**Available data:**
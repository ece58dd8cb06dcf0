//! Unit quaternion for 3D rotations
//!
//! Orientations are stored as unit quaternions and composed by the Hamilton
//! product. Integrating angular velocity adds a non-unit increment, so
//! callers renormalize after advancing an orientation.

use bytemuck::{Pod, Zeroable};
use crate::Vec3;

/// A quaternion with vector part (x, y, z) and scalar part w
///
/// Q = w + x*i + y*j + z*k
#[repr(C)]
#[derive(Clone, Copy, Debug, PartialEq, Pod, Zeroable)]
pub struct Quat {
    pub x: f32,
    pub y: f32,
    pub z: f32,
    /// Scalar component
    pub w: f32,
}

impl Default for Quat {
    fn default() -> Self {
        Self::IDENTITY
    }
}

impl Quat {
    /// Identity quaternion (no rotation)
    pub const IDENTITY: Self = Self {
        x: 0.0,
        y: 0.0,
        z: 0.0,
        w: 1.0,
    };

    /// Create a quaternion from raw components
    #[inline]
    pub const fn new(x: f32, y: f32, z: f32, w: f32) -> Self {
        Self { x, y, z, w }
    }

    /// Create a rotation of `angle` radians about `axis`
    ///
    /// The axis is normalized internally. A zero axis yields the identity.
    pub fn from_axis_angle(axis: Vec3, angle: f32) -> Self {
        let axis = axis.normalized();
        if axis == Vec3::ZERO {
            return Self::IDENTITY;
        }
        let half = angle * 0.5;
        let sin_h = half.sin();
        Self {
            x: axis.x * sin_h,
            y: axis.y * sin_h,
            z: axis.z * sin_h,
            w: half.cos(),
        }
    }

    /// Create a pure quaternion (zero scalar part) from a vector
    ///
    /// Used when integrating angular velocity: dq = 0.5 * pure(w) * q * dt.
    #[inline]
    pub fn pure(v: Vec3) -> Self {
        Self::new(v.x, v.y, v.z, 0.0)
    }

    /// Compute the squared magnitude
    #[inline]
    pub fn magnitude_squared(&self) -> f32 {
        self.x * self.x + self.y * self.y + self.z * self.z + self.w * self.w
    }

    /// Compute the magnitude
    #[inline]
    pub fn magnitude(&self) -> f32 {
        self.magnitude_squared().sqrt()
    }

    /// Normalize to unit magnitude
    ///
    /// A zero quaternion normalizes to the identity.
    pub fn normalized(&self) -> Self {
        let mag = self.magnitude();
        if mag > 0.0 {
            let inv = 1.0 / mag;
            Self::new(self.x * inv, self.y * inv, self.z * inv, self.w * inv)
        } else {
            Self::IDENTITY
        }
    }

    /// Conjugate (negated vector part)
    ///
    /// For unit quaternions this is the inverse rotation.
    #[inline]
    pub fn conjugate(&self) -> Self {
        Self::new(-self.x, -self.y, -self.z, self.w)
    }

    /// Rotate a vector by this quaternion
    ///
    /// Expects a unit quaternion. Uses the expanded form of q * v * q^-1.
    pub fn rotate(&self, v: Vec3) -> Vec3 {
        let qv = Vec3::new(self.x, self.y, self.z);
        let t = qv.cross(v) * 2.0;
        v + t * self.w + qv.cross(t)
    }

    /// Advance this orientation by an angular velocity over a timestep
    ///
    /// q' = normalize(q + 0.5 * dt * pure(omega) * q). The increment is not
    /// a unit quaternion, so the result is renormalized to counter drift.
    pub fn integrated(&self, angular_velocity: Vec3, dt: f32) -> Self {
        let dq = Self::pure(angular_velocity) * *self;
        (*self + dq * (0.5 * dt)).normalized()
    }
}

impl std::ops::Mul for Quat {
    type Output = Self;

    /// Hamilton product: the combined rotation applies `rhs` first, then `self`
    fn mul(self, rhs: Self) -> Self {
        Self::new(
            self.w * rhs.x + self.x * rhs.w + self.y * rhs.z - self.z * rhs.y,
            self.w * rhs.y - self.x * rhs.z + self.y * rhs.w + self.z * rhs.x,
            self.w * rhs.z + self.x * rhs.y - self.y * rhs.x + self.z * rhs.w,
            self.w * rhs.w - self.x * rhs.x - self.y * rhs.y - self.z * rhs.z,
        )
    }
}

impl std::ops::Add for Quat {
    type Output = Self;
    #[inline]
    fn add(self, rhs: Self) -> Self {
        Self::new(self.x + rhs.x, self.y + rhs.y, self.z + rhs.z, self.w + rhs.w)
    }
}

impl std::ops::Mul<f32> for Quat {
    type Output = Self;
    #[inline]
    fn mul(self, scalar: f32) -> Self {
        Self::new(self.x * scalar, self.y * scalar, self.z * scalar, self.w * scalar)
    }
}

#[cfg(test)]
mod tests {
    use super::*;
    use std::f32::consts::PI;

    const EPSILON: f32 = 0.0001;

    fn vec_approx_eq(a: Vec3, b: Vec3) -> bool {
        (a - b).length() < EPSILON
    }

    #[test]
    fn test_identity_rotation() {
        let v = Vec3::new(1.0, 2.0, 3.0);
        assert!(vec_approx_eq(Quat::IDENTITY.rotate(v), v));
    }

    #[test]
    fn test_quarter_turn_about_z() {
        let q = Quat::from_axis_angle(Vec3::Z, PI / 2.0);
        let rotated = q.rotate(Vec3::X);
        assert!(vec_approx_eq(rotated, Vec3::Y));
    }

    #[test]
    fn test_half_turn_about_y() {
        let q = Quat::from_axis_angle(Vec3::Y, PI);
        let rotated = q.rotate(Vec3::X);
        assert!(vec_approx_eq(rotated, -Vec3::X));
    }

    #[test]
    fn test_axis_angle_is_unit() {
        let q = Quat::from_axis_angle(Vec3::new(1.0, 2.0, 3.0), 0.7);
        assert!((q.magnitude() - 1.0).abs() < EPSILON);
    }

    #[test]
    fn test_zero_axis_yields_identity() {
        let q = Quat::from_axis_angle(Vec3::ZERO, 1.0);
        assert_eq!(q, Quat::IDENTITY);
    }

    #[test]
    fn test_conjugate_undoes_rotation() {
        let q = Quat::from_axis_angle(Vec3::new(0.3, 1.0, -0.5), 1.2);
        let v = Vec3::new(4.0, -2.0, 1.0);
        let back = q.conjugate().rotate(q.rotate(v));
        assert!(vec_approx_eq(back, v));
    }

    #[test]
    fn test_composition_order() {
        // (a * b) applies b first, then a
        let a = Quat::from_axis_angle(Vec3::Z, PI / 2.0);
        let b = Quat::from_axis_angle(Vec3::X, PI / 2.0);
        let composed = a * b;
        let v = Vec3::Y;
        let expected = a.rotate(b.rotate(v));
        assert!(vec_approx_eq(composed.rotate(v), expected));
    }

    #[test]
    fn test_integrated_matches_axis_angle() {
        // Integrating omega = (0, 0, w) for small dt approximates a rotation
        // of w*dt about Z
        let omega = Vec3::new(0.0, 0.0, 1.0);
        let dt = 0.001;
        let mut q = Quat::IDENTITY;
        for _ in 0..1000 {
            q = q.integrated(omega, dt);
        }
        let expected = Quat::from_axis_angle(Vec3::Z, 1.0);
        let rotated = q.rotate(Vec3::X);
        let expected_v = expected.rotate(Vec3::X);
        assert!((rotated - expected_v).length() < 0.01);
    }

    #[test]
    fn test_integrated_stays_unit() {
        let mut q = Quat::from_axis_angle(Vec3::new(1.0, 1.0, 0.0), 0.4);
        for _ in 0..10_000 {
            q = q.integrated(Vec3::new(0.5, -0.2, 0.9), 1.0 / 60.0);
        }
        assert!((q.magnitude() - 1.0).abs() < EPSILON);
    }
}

**Your objective:**
Copy out word for word each line of the listing, from the very first line down to the line containing "#[derive(Clone, Copy, Debug, PartialEq, Pod, Zeroable)]", and stop after that line.

**Answer section:**
repository ece58dd8cb06dcf0
//! Unit quaternion for 3D rotations
//!
//! Orientations are stored as unit quaternions and composed by the Hamilton
//! product. Integrating angular velocity adds a non-unit increment, so
//! callers renormalize after advancing an orientation.

use bytemuck::{Pod, Zeroable};
use crate::Vec3;

/// A quaternion with vector part (x, y, z) and scalar part w
///
/// Q = w + x*i + y*j + z*k
#[repr(C)]
#[derive(Clone, Copy, Debug, PartialEq, Pod, Zeroable)]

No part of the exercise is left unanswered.